● **What is needed**
Type out the entries below again, character for character.

(Collected data)
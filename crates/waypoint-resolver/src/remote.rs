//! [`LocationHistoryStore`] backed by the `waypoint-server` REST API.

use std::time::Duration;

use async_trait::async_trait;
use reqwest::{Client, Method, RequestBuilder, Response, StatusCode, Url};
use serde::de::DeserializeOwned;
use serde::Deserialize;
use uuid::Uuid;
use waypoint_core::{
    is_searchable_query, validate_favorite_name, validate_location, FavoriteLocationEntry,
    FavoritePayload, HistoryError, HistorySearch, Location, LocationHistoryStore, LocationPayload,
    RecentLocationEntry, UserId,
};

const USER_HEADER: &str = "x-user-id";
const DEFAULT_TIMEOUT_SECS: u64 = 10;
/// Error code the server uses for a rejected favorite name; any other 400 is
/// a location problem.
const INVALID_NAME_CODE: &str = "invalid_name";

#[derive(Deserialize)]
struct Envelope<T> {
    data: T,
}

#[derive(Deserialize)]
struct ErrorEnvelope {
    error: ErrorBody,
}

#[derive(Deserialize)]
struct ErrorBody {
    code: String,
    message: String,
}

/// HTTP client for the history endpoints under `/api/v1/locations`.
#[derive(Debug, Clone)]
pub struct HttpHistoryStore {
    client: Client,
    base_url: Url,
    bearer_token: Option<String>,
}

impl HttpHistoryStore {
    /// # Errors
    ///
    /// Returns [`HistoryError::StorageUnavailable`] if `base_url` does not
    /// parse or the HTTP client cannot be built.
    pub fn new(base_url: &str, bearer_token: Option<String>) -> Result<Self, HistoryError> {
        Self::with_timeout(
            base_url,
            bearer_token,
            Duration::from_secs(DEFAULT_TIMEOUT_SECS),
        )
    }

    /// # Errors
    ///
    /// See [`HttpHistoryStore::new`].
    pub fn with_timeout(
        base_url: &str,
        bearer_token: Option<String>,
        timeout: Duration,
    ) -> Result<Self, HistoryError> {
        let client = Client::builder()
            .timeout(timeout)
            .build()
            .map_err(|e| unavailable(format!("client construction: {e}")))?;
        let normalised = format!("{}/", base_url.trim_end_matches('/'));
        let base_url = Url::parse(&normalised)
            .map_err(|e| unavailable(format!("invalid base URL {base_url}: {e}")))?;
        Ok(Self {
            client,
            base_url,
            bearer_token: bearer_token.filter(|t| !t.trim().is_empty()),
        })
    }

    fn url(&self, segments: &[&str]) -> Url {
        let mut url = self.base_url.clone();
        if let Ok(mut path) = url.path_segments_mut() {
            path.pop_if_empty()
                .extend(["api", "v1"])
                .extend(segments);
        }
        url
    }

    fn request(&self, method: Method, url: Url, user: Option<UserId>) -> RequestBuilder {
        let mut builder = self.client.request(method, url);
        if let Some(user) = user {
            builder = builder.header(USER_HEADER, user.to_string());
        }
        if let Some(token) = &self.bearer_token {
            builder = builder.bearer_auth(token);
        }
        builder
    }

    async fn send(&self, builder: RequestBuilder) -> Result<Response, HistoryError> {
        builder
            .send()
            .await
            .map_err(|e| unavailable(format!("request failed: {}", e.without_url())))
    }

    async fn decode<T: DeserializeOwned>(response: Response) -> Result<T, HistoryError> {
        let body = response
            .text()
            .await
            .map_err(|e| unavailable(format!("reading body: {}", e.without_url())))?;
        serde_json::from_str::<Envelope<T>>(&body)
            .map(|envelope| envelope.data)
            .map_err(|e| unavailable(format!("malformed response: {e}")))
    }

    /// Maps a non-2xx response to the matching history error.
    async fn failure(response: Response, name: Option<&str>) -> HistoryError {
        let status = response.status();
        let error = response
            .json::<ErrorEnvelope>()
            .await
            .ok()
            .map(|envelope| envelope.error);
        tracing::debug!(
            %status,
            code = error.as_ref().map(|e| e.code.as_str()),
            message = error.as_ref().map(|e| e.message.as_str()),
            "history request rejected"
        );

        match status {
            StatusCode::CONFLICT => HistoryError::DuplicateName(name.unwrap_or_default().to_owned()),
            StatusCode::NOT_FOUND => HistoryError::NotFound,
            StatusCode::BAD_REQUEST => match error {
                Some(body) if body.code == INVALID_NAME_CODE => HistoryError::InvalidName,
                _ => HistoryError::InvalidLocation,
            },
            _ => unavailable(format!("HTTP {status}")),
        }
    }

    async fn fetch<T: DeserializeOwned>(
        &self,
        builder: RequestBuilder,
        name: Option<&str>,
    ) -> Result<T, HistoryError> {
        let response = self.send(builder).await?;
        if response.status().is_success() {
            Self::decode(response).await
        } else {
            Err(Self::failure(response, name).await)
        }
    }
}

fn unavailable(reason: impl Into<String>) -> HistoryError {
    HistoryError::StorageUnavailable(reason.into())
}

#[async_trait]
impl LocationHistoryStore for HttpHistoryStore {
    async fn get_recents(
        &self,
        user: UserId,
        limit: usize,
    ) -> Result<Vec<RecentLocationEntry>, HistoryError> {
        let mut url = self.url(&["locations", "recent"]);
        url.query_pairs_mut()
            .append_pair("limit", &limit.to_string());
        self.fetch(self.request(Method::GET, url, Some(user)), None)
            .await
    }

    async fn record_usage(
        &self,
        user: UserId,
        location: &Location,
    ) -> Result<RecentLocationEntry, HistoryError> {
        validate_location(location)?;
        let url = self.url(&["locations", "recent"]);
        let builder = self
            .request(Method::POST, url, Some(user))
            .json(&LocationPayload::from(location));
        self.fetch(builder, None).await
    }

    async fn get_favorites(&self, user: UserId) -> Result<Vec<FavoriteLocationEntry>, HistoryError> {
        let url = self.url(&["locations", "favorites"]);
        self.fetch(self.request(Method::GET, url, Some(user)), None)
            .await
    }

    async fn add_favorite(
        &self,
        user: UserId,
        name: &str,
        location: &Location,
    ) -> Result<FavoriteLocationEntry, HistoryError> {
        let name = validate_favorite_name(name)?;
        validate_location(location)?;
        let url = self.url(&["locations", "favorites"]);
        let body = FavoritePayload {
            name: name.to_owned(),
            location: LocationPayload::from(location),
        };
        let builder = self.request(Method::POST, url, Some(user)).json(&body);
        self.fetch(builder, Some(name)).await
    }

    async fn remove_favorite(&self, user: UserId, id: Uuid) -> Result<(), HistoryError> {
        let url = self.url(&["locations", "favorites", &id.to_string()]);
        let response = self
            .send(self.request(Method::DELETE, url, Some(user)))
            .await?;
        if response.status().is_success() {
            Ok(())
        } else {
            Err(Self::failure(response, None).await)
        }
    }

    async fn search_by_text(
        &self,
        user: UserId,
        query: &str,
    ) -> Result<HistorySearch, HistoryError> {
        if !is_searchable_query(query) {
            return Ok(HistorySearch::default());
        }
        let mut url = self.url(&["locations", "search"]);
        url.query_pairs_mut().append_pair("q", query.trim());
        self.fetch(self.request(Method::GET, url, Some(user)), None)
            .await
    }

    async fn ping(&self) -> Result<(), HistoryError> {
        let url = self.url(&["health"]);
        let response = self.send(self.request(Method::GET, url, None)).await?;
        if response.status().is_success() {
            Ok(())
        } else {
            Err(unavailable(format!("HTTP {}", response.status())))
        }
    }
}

● **Completed task**
filename crates/waypoint-resolver/src/remote.rs
//! [`LocationHistoryStore`] backed by the `waypoint-server` REST API.

use std::time::Duration;

use async_trait::async_trait;
use reqwest::{Client, Method, RequestBuilder, Response, StatusCode, Url};
use serde::de::DeserializeOwned;
use serde::Deserialize;
use uuid::Uuid;
use waypoint_core::{
    is_searchable_query, validate_favorite_name, validate_location, FavoriteLocationEntry,
    FavoritePayload, HistoryError, HistorySearch, Location, LocationHistoryStore, LocationPayload,
    RecentLocationEntry, UserId,
};

const USER_HEADER: &str = "x-user-id";
const DEFAULT_TIMEOUT_SECS: u64 = 10;
/// Error code the server uses for a rejected favorite name; any other 400 is
/// a location problem.
const INVALID_NAME_CODE: &str = "invalid_name";

#[derive(Deserialize)]
struct Envelope<T> {
    data: T,
}

#[derive(Deserialize)]
struct ErrorEnvelope {
    error: ErrorBody,
}

#[derive(Deserialize)]
struct ErrorBody {
    code: String,
    message: String,
}

/// HTTP client for the history endpoints under `/api/v1/locations`.
#[derive(Debug, Clone)]
pub struct HttpHistoryStore {
    client: Client,
    base_url: Url,
    bearer_token: Option<String>,
}

impl HttpHistoryStore {
    /// # Errors
    ///
    /// Returns [`HistoryError::StorageUnavailable`] if `base_url` does not
    /// parse or the HTTP client cannot be built.
    pub fn new(base_url: &str, bearer_token: Option<String>) -> Result<Self, HistoryError> {
        Self::with_timeout(
            base_url,
            bearer_token,
            Duration::from_secs(DEFAULT_TIMEOUT_SECS),
        )
    }

    /// # Errors
    ///
    /// See [`HttpHistoryStore::new`].
    pub fn with_timeout(
        base_url: &str,
        bearer_token: Option<String>,
        timeout: Duration,
    ) -> Result<Self, HistoryError> {
        let client = Client::builder()
            .timeout(timeout)
            .build()
            .map_err(|e| unavailable(format!("client construction: {e}")))?;
        let normalised = format!("{}/", base_url.trim_end_matches('/'));
        let base_url = Url::parse(&normalised)
            .map_err(|e| unavailable(format!("invalid base URL {base_url}: {e}")))?;
        Ok(Self {
            client,
            base_url,
            bearer_token: bearer_token.filter(|t| !t.trim().is_empty()),
        })
    }

    fn url(&self, segments: &[&str]) -> Url {
        let mut url = self.base_url.clone();
        if let Ok(mut path) = url.path_segments_mut() {
            path.pop_if_empty()
                .extend(["api", "v1"])
                .extend(segments);
        }
        url
    }

    fn request(&self, method: Method, url: Url, user: Option<UserId>) -> RequestBuilder {
        let mut builder = self.client.request(method, url);
        if let Some(user) = user {
            builder = builder.header(USER_HEADER, user.to_string());
        }
        if let Some(token) = &self.bearer_token {
            builder = builder.bearer_auth(token);
        }
        builder
    }

    async fn send(&self, builder: RequestBuilder) -> Result<Response, HistoryError> {
        builder
            .send()
            .await
            .map_err(|e| unavailable(format!("request failed: {}", e.without_url())))
    }

    async fn decode<T: DeserializeOwned>(response: Response) -> Result<T, HistoryError> {
        let body = response
            .text()
            .await
            .map_err(|e| unavailable(format!("reading body: {}", e.without_url())))?;
        serde_json::from_str::<Envelope<T>>(&body)
            .map(|envelope| envelope.data)
            .map_err(|e| unavailable(format!("malformed response: {e}")))
    }

    /// Maps a non-2xx response to the matching history error.
    async fn failure(response: Response, name: Option<&str>) -> HistoryError {
        let status = response.status();
        let error = response
            .json::<ErrorEnvelope>()
            .await
            .ok()
            .map(|envelope| envelope.error);
        tracing::debug!(
            %status,
            code = error.as_ref().map(|e| e.code.as_str()),
            message = error.as_ref().map(|e| e.message.as_str()),
            "history request rejected"
        );

        match status {
            StatusCode::CONFLICT => HistoryError::DuplicateName(name.unwrap_or_default().to_owned()),
            StatusCode::NOT_FOUND => HistoryError::NotFound,
            StatusCode::BAD_REQUEST => match error {
                Some(body) if body.code == INVALID_NAME_CODE => HistoryError::InvalidName,
                _ => HistoryError::InvalidLocation,
            },
            _ => unavailable(format!("HTTP {status}")),
        }
    }

    async fn fetch<T: DeserializeOwned>(
        &self,
        builder: RequestBuilder,
        name: Option<&str>,
    ) -> Result<T, HistoryError> {
        let response = self.send(builder).await?;
        if response.status().is_success() {
            Self::decode(response).await
        } else {
            Err(Self::failure(response, name).await)
        }
    }
}

fn unavailable(reason: impl Into<String>) -> HistoryError {
    HistoryError::StorageUnavailable(reason.into())
}

#[async_trait]
impl LocationHistoryStore for HttpHistoryStore {
    async fn get_recents(
        &self,
        user: UserId,
        limit: usize,
    ) -> Result<Vec<RecentLocationEntry>, HistoryError> {
        let mut url = self.url(&["locations", "recent"]);
        url.query_pairs_mut()
            .append_pair("limit", &limit.to_string());
        self.fetch(self.request(Method::GET, url, Some(user)), None)
            .await
    }

    async fn record_usage(
        &self,
        user: UserId,
        location: &Location,
    ) -> Result<RecentLocationEntry, HistoryError> {
        validate_location(location)?;
        let url = self.url(&["locations", "recent"]);
        let builder = self
            .request(Method::POST, url, Some(user))
            .json(&LocationPayload::from(location));
        self.fetch(builder, None).await
    }

    async fn get_favorites(&self, user: UserId) -> Result<Vec<FavoriteLocationEntry>, HistoryError> {
        let url = self.url(&["locations", "favorites"]);
        self.fetch(self.request(Method::GET, url, Some(user)), None)
            .await
    }

    async fn add_favorite(
        &self,
        user: UserId,
        name: &str,
        location: &Location,
    ) -> Result<FavoriteLocationEntry, HistoryError> {
        let name = validate_favorite_name(name)?;
        validate_location(location)?;
        let url = self.url(&["locations", "favorites"]);
        let body = FavoritePayload {
            name: name.to_owned(),
            location: LocationPayload::from(location),
        };
        let builder = self.request(Method::POST, url, Some(user)).json(&body);
        self.fetch(builder, Some(name)).await
    }

    async fn remove_favorite(&self, user: UserId, id: Uuid) -> Result<(), HistoryError> {
        let url = self.url(&["locations", "favorites", &id.to_string()]);
        let response = self
            .send(self.request(Method::DELETE, url, Some(user)))
            .await?;
        if response.status().is_success() {
            Ok(())
        } else {
            Err(Self::failure(response, None).await)
        }
    }

    async fn search_by_text(
        &self,
        user: UserId,
        query: &str,
    ) -> Result<HistorySearch, HistoryError> {
        if !is_searchable_query(query) {
            return Ok(HistorySearch::default());
        }
        let mut url = self.url(&["locations", "search"]);
        url.query_pairs_mut().append_pair("q", query.trim());
        self.fetch(self.request(Method::GET, url, Some(user)), None)
            .await
    }

    async fn ping(&self) -> Result<(), HistoryError> {
        let url = self.url(&["health"]);
        let response = self.send(self.request(Method::GET, url, None)).await?;
        if response.status().is_success() {
            Ok(())
        } else {
            Err(unavailable(format!("HTTP {}", response.status())))
        }
    }
}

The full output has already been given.